The problem is that our thinking is surrounded by all kinds of boxes that limit our ability to conceive things. This derives largely from our experiences when we are babies and learning the physics we need to know to avoid injury (such as "down" is dangerous, as is fire).
Almost everyone sometime around third grade goes through a period of wondering about people on the other side of the globe falling off.
One of the strongest lessons we learn as babies is causation -- that very very often when A happens it is always followed by B. Stick your finger in a fire (A) and it burns (

. It takes a great deal of unlearning to know that this is not always the case and that two events happening one after the other, even over and over and over, does not necessarily imply any kind of causation (hence medical science requires placebo and double-blind tests and statistical analysis).
Hume made it clear, with close analysis of cases where causation seems undeniable, that the situation is really much more complicated, and that what you tend to have when you look at such things closely is an infinite regression of smaller and smaller associations that in the aggregate add up to what we perceive as causation. He made it clear that what we call "causation" is a mental conclusion we draw when events seem to be tied to each other, but that we are not to draw any certainty that the next time we try it will happen again -- only that it probably will happen again.

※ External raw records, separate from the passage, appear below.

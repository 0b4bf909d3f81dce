//! Charger model.

use std::collections::BTreeMap;

use chrono::{DateTime, Utc};

use super::connector::Connector;

/// Dynamic metadata reported in BootNotification. Unknown payload keys are
/// ignored by the handler.
#[derive(Debug, Clone, Default)]
pub struct BootInfo {
    pub charge_point_vendor: String,
    pub charge_point_model: String,
    pub charge_box_serial_number: Option<String>,
    pub charge_point_serial_number: Option<String>,
    pub firmware_version: Option<String>,
    pub meter_type: Option<String>,
}

/// A physical charger with 1..N connectors, belonging to exactly one group.
#[derive(Debug, Clone)]
pub struct Charger {
    pub charger_id: String,
    pub alias: String,
    pub group_id: String,
    /// Static priority, higher = served earlier. Transactions may override
    /// it per connector via their tag or the API.
    pub priority: i32,
    pub description: Option<String>,
    /// Per-connector amp ceiling.
    pub conn_max: f64,
    /// sha-256 of the expected HTTP Basic `Authorization` header value.
    pub auth_sha: Option<String>,
    pub boot_info: BootInfo,
    /// Keyed 1..N; connector 0 is not modelled.
    pub connectors: BTreeMap<u32, Connector>,
    /// When the charger was last heard from. Survives disconnects so the
    /// stale-transaction watchdog can still time out its transactions.
    pub last_update: Option<DateTime<Utc>>,
    /// Whether a live OCPP session is attached right now.
    pub connected: bool,
    /// Default profiles have been (re)installed since the last connect.
    pub profile_initialized: bool,
    /// Post-(re)connect state triggers have been sent.
    pub requested_status: bool,
}

impl Charger {
    pub fn new(
        charger_id: &str,
        group_id: &str,
        alias: &str,
        no_connectors: u32,
        priority: i32,
        description: Option<String>,
        conn_max: f64,
        auth_sha: Option<String>,
    ) -> Self {
        let connectors = (1..=no_connectors.max(1))
            .map(|connector_id| (connector_id, Connector::new(charger_id, connector_id)))
            .collect();
        Self {
            charger_id: charger_id.to_string(),
            alias: alias.to_string(),
            group_id: group_id.to_string(),
            priority,
            description,
            conn_max,
            auth_sha,
            boot_info: BootInfo::default(),
            connectors,
            last_update: None,
            connected: false,
            profile_initialized: false,
            requested_status: false,
        }
    }

    /// Effective priority of a connector: the transaction override when one
    /// is set, else the charger's static priority.
    pub fn connector_priority(&self, connector_id: u32) -> i32 {
        self.connectors
            .get(&connector_id)
            .and_then(|c| c.transaction.as_ref())
            .and_then(|t| t.priority)
            .unwrap_or(self.priority)
    }

    /// Sum of offers across connectors.
    pub fn offered(&self) -> f64 {
        self.connectors
            .values()
            .filter_map(|c| c.offered)
            .sum()
    }

    /// Sum of reported usage across connectors with live transactions.
    pub fn usage(&self) -> f64 {
        self.connectors
            .values()
            .filter_map(|c| c.transaction.as_ref())
            .filter_map(|t| t.usage_meter)
            .sum()
    }
}

#[cfg(test)]
mod tests {
    use super::*;
    use crate::model::transaction::Transaction;
    use chrono::Utc;

    fn charger() -> Charger {
        Charger::new("CP-1", "G1", "Bay 1", 2, 1, None, 32.0, None)
    }

    #[test]
    fn connectors_are_one_based() {
        let c = charger();
        assert_eq!(c.connectors.len(), 2);
        assert!(c.connectors.contains_key(&1));
        assert!(c.connectors.contains_key(&2));
        assert!(!c.connectors.contains_key(&0));
    }

    #[test]
    fn transaction_priority_overrides_static() {
        let mut c = charger();
        assert_eq!(c.connector_priority(1), 1);

        let mut tx = Transaction::new(1, "CP-1", 1, "TAG", "user".into(), Utc::now(), 0, Some(5));
        c.connectors.get_mut(&1).unwrap().transaction = Some(tx.clone());
        assert_eq!(c.connector_priority(1), 5);

        tx.priority = None;
        c.connectors.get_mut(&1).unwrap().transaction = Some(tx);
        assert_eq!(c.connector_priority(1), 1);
    }
}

That the universe had a beginning in time (that is, has not always existed) seems mathematically necessary (how did the universe get from infinitely far away to here?) and that this beginning was utterly uncaused is inescapable. (Assuming a creator existing from infinity solves nothing).
There is a tendency to want to think of the beginning of time as happening in some sort of "super-time." That would not be correct. There is no such thing as "before" the beginning of time any more than there is a "north" of the North Pole. There is no eternity to worry about -- the beginning of time is the beginning.